TASK DETAILS:
Starting with the line that contains "loaded(&self.analytics, ANALYTICS)" and stopping after the line that contains "let query = question.to_string();", return each line below exactly as written, with no others.
--- DATA SUPPLIED ---
//! Application context shared by every request.
//!
//! Each read-only resource is settled exactly once, when startup loading
//! finishes. Until then the accessors answer `NotReady`; after a failed load
//! they keep answering with the failure.

use once_cell::sync::OnceCell;
use std::sync::Arc;
use tracing::{info, warn};

use crate::analytics::{AnalyticsServer, AnalyticsView};
use crate::config::Config;
use crate::corpus::AlignedCorpus;
use crate::embedding::create_encoder;
use crate::error::{ConciergeError, Result};
use crate::history::QueryHistory;
use crate::resolver::{BookingProjection, QueryResolver};

const RESOLVER: &str = "vector index and record store";
const ANALYTICS: &str = "analytics cache";

pub struct AppContext {
  config: Config,
  resolver: OnceCell<Result<QueryResolver>>,
  analytics: OnceCell<Result<AnalyticsServer>>,
  history: QueryHistory,
}

/// Store the outcome of a load, handing back the failure if there was one
fn settle<T>(slot: &OnceCell<Result<T>>, outcome: Result<T>, resource: &str) -> Result<()> {
  let failure = outcome.as_ref().err().cloned();
  slot.set(outcome).map_err(|_| ConciergeError::io_failure(format!("{resource} already loaded")))?;
  failure.map_or(Ok(()), Err)
}

fn loaded<'a, T>(slot: &'a OnceCell<Result<T>>, resource: &str) -> Result<&'a T> {
  match slot.get() {
    Some(Ok(value)) => Ok(value),
    Some(Err(e)) => Err(e.clone()),
    None => Err(ConciergeError::not_ready(resource)),
  }
}

/// The cache must describe the same rows the resolver serves
fn check_analytics_source(analytics: &AnalyticsServer, corpus: &AlignedCorpus) -> Result<()> {
  let cache = analytics.cache();
  if cache.source_fingerprint != corpus.records().fingerprint() {
    return Err(ConciergeError::io_failure(format!(
      "analytics cache was computed from {} records that differ from the indexed snapshot \
       ({} records); rebuild the analytics cache",
      cache.record_count,
      corpus.len()
    )));
  }
  Ok(())
}

impl AppContext {
  /// A context with nothing loaded yet; only the history log is opened
  pub fn new(config: Config) -> Result<Self> {
    let history = QueryHistory::open(config.history_path())?;
    Ok(Self { config, resolver: OnceCell::new(), analytics: OnceCell::new(), history })
  }

  pub fn config(&self) -> &Config {
    &self.config
  }

  pub fn history(&self) -> &QueryHistory {
    &self.history
  }

  pub fn resolver(&self) -> Result<&QueryResolver> {
    loaded(&self.resolver, RESOLVER)
  }

  pub fn analytics(&self) -> Result<&AnalyticsServer> {
    loaded(&self.analytics, ANALYTICS)
  }

  pub fn install_resolver(&self, resolver: QueryResolver) -> Result<()> {
    settle(&self.resolver, Ok(resolver), RESOLVER)
  }

  pub fn install_analytics(&self, analytics: AnalyticsServer) -> Result<()> {
    settle(&self.analytics, Ok(analytics), ANALYTICS)
  }

  pub fn is_ready(&self) -> bool {
    matches!(self.resolver.get(), Some(Ok(_))) && matches!(self.analytics.get(), Some(Ok(_)))
  }

  /// Whether either resource finished loading with an error
  pub fn load_failed(&self) -> bool {
    matches!(self.resolver.get(), Some(Err(_))) || matches!(self.analytics.get(), Some(Err(_)))
  }

  /// Answer a question and append it to the history log.
  ///
  /// Encoding runs on the blocking pool. A failed history append is logged
  /// but does not fail the request.
  pub async fn ask(self: &Arc<Self>, question: &str) -> Result<BookingProjection> {
    let context = Arc::clone(self);
    let query = question.to_string();

    let projection = tokio::task::spawn_blocking(move || context.resolver()?.resolve(&query))
      .await
      .map_err(|e| ConciergeError::io_failure(format!("query task failed: {e}")))??;

    if let Err(e) = self.history.record(question, &projection).await {
      warn!("Failed to record query history: {e}");
    }

    Ok(projection)
  }

  pub fn analytics_view(&self, analysis_type: &str) -> Result<AnalyticsView> {
    self.analytics()?.get(analysis_type)
  }

  /// Load the snapshot and index, then the analytics cache, then the encoder.
  ///
  /// Analytics are settled before the model loads, so they can be served
  /// while the encoder is still downloading. A cache computed from other rows
  /// than the indexed snapshot is refused.
  pub async fn load_resources(&self) -> Result<()> {
    let corpus = self.load_corpus();

    let analytics = AnalyticsServer::load(&self.config.analytics_path()).and_then(|server| {
      if let Ok(corpus) = &corpus {
        check_analytics_source(&server, corpus)?;
      }
      Ok(server)
    });
    match &analytics {
      Ok(_) => info!("Analytics cache ready"),
      Err(e) => warn!("Analytics unavailable: {e}"),
    }
    let analytics = settle(&self.analytics, analytics, ANALYTICS);

    let resolver = self.settle_resolver(corpus).await;
    analytics.and(resolver)
  }

  /// Load only what `ask` needs: snapshot, index and encoder
  pub async fn load_resolver(&self) -> Result<()> {
    let corpus = self.load_corpus();
    self.settle_resolver(corpus).await
  }

  fn load_corpus(&self) -> Result<AlignedCorpus> {
    AlignedCorpus::load(&self.config.snapshot_path(), &self.config.index_path())
  }

  async fn settle_resolver(&self, corpus: Result<AlignedCorpus>) -> Result<()> {
    let resolver = match corpus {
      Ok(corpus) => match create_encoder(&self.config.encoder).await {
        Ok(encoder) => QueryResolver::new(encoder, corpus),
        Err(e) => Err(e),
      },
      Err(e) => Err(e),
    };
    match &resolver {
      Ok(resolver) => info!("Query resolver ready ({} records)", resolver.corpus().len()),
      Err(e) => warn!("Query resolution unavailable: {e}"),
    }
    settle(&self.resolver, resolver, RESOLVER)
  }
}

#[cfg(test)]
mod tests {
  use super::*;
  use crate::analytics::AnalyticsCacheBuilder;
  use crate::builder::IndexBuilder;
  use crate::config::EncoderBackend;
  use crate::embedding::HashingEncoder;
  use tempfile::TempDir;

  const DATASET: &str = "\
hotel,arrival_date,country,adr,lead_time,is_canceled
Resort Hotel,2015-07-01,PRT,0.0,342,0
City Hotel,2015-08-15,GBR,98.5,14,1
";

  fn config(root: &std::path::Path) -> Config {
    let mut config = Config::default().with_root(root);
    config.encoder.backend = EncoderBackend::Hashing;
    config.encoder.hashing_dimension = 48;
    config
  }

  fn build_artifacts(config: &Config) {
    std::fs::write(config.dataset_path(), DATASET).unwrap();
    let encoder = Arc::new(HashingEncoder::new(config.encoder.hashing_dimension).unwrap());
    IndexBuilder::new(encoder, 8)
      .run(&config.dataset_path(), &config.snapshot_path(), &config.index_path())
      .unwrap();
    AnalyticsCacheBuilder::run(&config.dataset_path(), &config.analytics_path()).unwrap();
  }

  #[tokio::test]
  async fn test_not_ready_before_loading() {
    let temp = TempDir::new().unwrap();
    let context = Arc::new(AppContext::new(config(temp.path())).unwrap());

    assert!(!context.is_ready());
    assert_eq!(context.ask("anything").await.unwrap_err().key(), "not_ready");
    assert_eq!(context.analytics_view("top_countries").unwrap_err().key(), "not_ready");
  }

  #[tokio::test]
  async fn test_load_then_ask_records_history() {
    let temp = TempDir::new().unwrap();
    let config = config(temp.path());
    build_artifacts(&config);
    let context = Arc::new(AppContext::new(config).unwrap());

    context.load_resources().await.unwrap();
    assert!(context.is_ready());

    let records = context.resolver().unwrap().corpus().records();
    let sentence = records.get(1).unwrap().text_representation.clone();
    let projection = context.ask(&sentence).await.unwrap();
    assert_eq!(projection.country, "GBR");

    let history = context.history().recent(None).await.unwrap();
    assert_eq!(history.len(), 1);
    assert_eq!(history[0].question, sentence);
    assert_eq!(history[0].response["hotel"], "City Hotel");
  }

  #[tokio::test]
  async fn test_analytics_served_without_index() {
    let temp = TempDir::new().unwrap();
    let config = config(temp.path());
    std::fs::write(config.dataset_path(), DATASET).unwrap();
    AnalyticsCacheBuilder::run(&config.dataset_path(), &config.analytics_path()).unwrap();
    let context = AppContext::new(config).unwrap();

    assert_eq!(context.load_resources().await.unwrap_err().key(), "io_failure");
    assert!(context.analytics_view("cancellation_rate").is_ok());
    assert_eq!(context.resolver().err().unwrap().key(), "io_failure");
    assert!(context.load_failed());
  }

  #[tokio::test]
  async fn test_failed_load_keeps_reporting_the_failure() {
    let temp = TempDir::new().unwrap();
    let config = config(temp.path());
    build_artifacts(&config);

    // Same rows, reordered after the index was built
    let snapshot = std::fs::read_to_string(config.snapshot_path()).unwrap();
    let mut lines: Vec<&str> = snapshot.lines().collect();
    lines.swap(1, 2);
    std::fs::write(config.snapshot_path(), lines.join("\n")).unwrap();

    let context = Arc::new(AppContext::new(config).unwrap());
    assert_eq!(context.load_resources().await.unwrap_err().key(), "io_failure");

    assert_eq!(context.ask("any hotel").await.unwrap_err().key(), "io_failure");
    assert_eq!(context.ask("any hotel").await.unwrap_err().key(), "io_failure");
    assert!(!context.is_ready());
    assert!(context.load_failed());
  }

  #[tokio::test]
  async fn test_stale_analytics_cache_is_refused() {
    let temp = TempDir::new().unwrap();
    let config = config(temp.path());
    build_artifacts(&config);

    // Analytics recomputed from a different export than the one indexed
    let other = temp.path().join("other.csv");
    std::fs::write(&other, format!("{DATASET}City Hotel,2016-01-03,ESP,61.2,3,0\n")).unwrap();
    AnalyticsCacheBuilder::run(&other, &config.analytics_path()).unwrap();

    let context = AppContext::new(config).unwrap();
    let err = context.load_resources().await.unwrap_err();

    assert_eq!(err.key(), "io_failure");
    assert!(err.to_string().contains("rebuild the analytics cache"));
    assert_eq!(context.analytics_view("top_countries").unwrap_err().key(), "io_failure");
    assert!(context.resolver().is_ok());
  }

  #[tokio::test]
  async fn test_second_install_rejected() {
    let temp = TempDir::new().unwrap();
    let config = config(temp.path());
    build_artifacts(&config);
    let context = AppContext::new(config.clone()).unwrap();
    context.load_resources().await.unwrap();

    let again = AnalyticsServer::load(&config.analytics_path()).unwrap();
    assert!(context.install_analytics(again).is_err());
  }
}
---
ANSWER SPACE:
    loaded(&self.analytics, ANALYTICS)
  }

  pub fn install_resolver(&self, resolver: QueryResolver) -> Result<()> {
    settle(&self.resolver, Ok(resolver), RESOLVER)
  }

  pub fn install_analytics(&self, analytics: AnalyticsServer) -> Result<()> {
    settle(&self.analytics, Ok(analytics), ANALYTICS)
  }

  pub fn is_ready(&self) -> bool {
    matches!(self.resolver.get(), Some(Ok(_))) && matches!(self.analytics.get(), Some(Ok(_)))
  }

  /// Whether either resource finished loading with an error
  pub fn load_failed(&self) -> bool {
    matches!(self.resolver.get(), Some(Err(_))) || matches!(self.analytics.get(), Some(Err(_)))
  }

  /// Answer a question and append it to the history log.
  ///
  /// Encoding runs on the blocking pool. A failed history append is logged
  /// but does not fail the request.
  pub async fn ask(self: &Arc<Self>, question: &str) -> Result<BookingProjection> {
    let context = Arc::clone(self);
    let query = question.to_string();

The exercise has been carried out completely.